━━━━━ Data listing ━━━━━

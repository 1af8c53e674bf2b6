//! Static reference data: the master service list, per-tag common document
//! requirements, and identification patterns. Built once at startup,
//! shared read-only across every active session.

use regex::Regex;
use serde::Serialize;

use crate::workflows::wizard::RequirementEntry;

/// One service the firm offers, with the documents it asks for.
#[derive(Debug, Clone, Serialize)]
pub struct ServiceDefinition {
    pub name: String,
    pub requirements: Vec<RequirementEntry>,
}

#[derive(Debug, Default)]
pub struct Catalog {
    entity_tags: Vec<&'static str>,
    common: Vec<(&'static str, Vec<RequirementEntry>)>,
    services: Vec<ServiceDefinition>,
    id_patterns: Vec<(&'static str, Regex)>,
}

impl Catalog {
    pub fn new() -> Self {
        Self::default()
    }

    pub fn with_entity_tag(mut self, tag: &'static str) -> Self {
        self.entity_tags.push(tag);
        self
    }

    pub fn with_common(mut self, tag: &'static str, requirements: Vec<RequirementEntry>) -> Self {
        self.common.push((tag, requirements));
        self
    }

    pub fn with_service(
        mut self,
        name: impl Into<String>,
        requirements: Vec<RequirementEntry>,
    ) -> Self {
        self.services.push(ServiceDefinition {
            name: name.into(),
            requirements,
        });
        self
    }

    /// Patterns are catalog-authored literals; an invalid one is an
    /// authoring bug and panics at construction, before any session runs.
    pub fn with_id_pattern(mut self, id_type: &'static str, pattern: &str) -> Self {
        let compiled = Regex::new(pattern).expect("catalog id pattern must compile");
        self.id_patterns.push((id_type, compiled));
        self
    }

    pub fn entity_tags(&self) -> &[&'static str] {
        &self.entity_tags
    }

    /// Master service list, in catalog order. Requirement resolution walks
    /// this, never the caller's selection order.
    pub fn services(&self) -> &[ServiceDefinition] {
        &self.services
    }

    pub fn service(&self, name: &str) -> Option<&ServiceDefinition> {
        self.services.iter().find(|service| service.name == name)
    }

    /// Requirements that apply to a tag regardless of selected services.
    /// Tags without a common set resolve to none.
    pub fn common_requirements(&self, tag: &str) -> &[RequirementEntry] {
        self.common
            .iter()
            .find(|(key, _)| *key == tag)
            .map(|(_, requirements)| requirements.as_slice())
            .unwrap_or(&[])
    }

    pub fn id_pattern(&self, id_type: &str) -> Option<&Regex> {
        self.id_patterns
            .iter()
            .find(|(key, _)| *key == id_type)
            .map(|(_, pattern)| pattern)
    }

    /// Reference data for the five-step client-onboarding intake.
    pub fn standard_intake() -> Self {
        Self::new()
            .with_entity_tag("individual")
            .with_entity_tag("company")
            .with_entity_tag("partnership")
            .with_entity_tag("sole_trader")
            .with_entity_tag("ngo")
            .with_common(
                "individual",
                vec![
                    RequirementEntry::new("ID Copy", "identification", true),
                    RequirementEntry::new("Proof of Address", "document", true),
                ],
            )
            .with_common(
                "company",
                vec![
                    RequirementEntry::new("Certificate of Incorporation", "certificate", true),
                    RequirementEntry::new("Proof of Address", "document", true),
                    RequirementEntry::new("Company Profile", "document", false),
                ],
            )
            .with_common(
                "partnership",
                vec![
                    RequirementEntry::new("Partnership Deed", "certificate", true),
                    RequirementEntry::new("Proof of Address", "document", true),
                ],
            )
            .with_common(
                "sole_trader",
                vec![
                    RequirementEntry::new("ID Copy", "identification", true),
                    RequirementEntry::new("Trade Licence", "certificate", false),
                ],
            )
            .with_common(
                "ngo",
                vec![
                    RequirementEntry::new("Registration Certificate", "certificate", true),
                    RequirementEntry::new("Constitution", "document", true),
                ],
            )
            .with_service(
                "Tax Filing",
                vec![
                    RequirementEntry::new("Tax Clearance Form", "form", true),
                    RequirementEntry::new("Prior Year Returns", "document", false),
                ],
            )
            .with_service(
                "Company Registration",
                vec![
                    // Redefines the company common entry under a weaker
                    // flag; the common entry wins at resolution.
                    RequirementEntry::new("Certificate of Incorporation", "certificate", false),
                    RequirementEntry::new("Director ID Copies", "identification", true),
                    RequirementEntry::new("Registered Office Lease", "document", false),
                ],
            )
            .with_service(
                "Immigration Case",
                vec![
                    RequirementEntry::new("Passport Copy", "identification", true),
                    RequirementEntry::new("Visa History", "document", false),
                    RequirementEntry::new("Police Clearance", "certificate", true),
                ],
            )
            .with_service(
                "Document Management",
                vec![RequirementEntry::new("Records Inventory", "form", false)],
            )
            .with_service(
                "Payroll Support",
                vec![
                    RequirementEntry::new("Employee Register", "form", true),
                    RequirementEntry::new("Prior Year Returns", "document", true),
                ],
            )
            .with_id_pattern("national-id", r"^\d{9}$")
            .with_id_pattern("passport", r"^[A-Z]\d{7}$")
            .with_id_pattern("drivers-licence", r"^\d{6,8}$")
    }

    /// Reference data for the four-step appointment booking. Booking has no
    /// common requirement sets; everything hangs off the chosen services.
    pub fn standard_booking() -> Self {
        Self::new()
            .with_entity_tag("tax_advisory")
            .with_entity_tag("immigration")
            .with_entity_tag("corporate_services")
            .with_service(
                "Tax Consultation",
                vec![RequirementEntry::new("Prior Year Returns", "document", false)],
            )
            .with_service(
                "Visa Application Review",
                vec![
                    RequirementEntry::new("Passport Copy", "identification", true),
                    RequirementEntry::new("Current Visa", "document", false),
                ],
            )
            .with_service(
                "Company Secretarial",
                vec![RequirementEntry::new("Board Resolution", "document", true)],
            )
            .with_id_pattern("national-id", r"^\d{9}$")
            .with_id_pattern("passport", r"^[A-Z]\d{7}$")
    }
}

━━━━━

- _Task requirements_:
Copy out every line of the data that includes the word "Year".

- _Answer for the task_:
                    RequirementEntry::new("Prior Year Returns", "document", false),
                    RequirementEntry::new("Prior Year Returns", "document", true),
                vec![RequirementEntry::new("Prior Year Returns", "document", false)],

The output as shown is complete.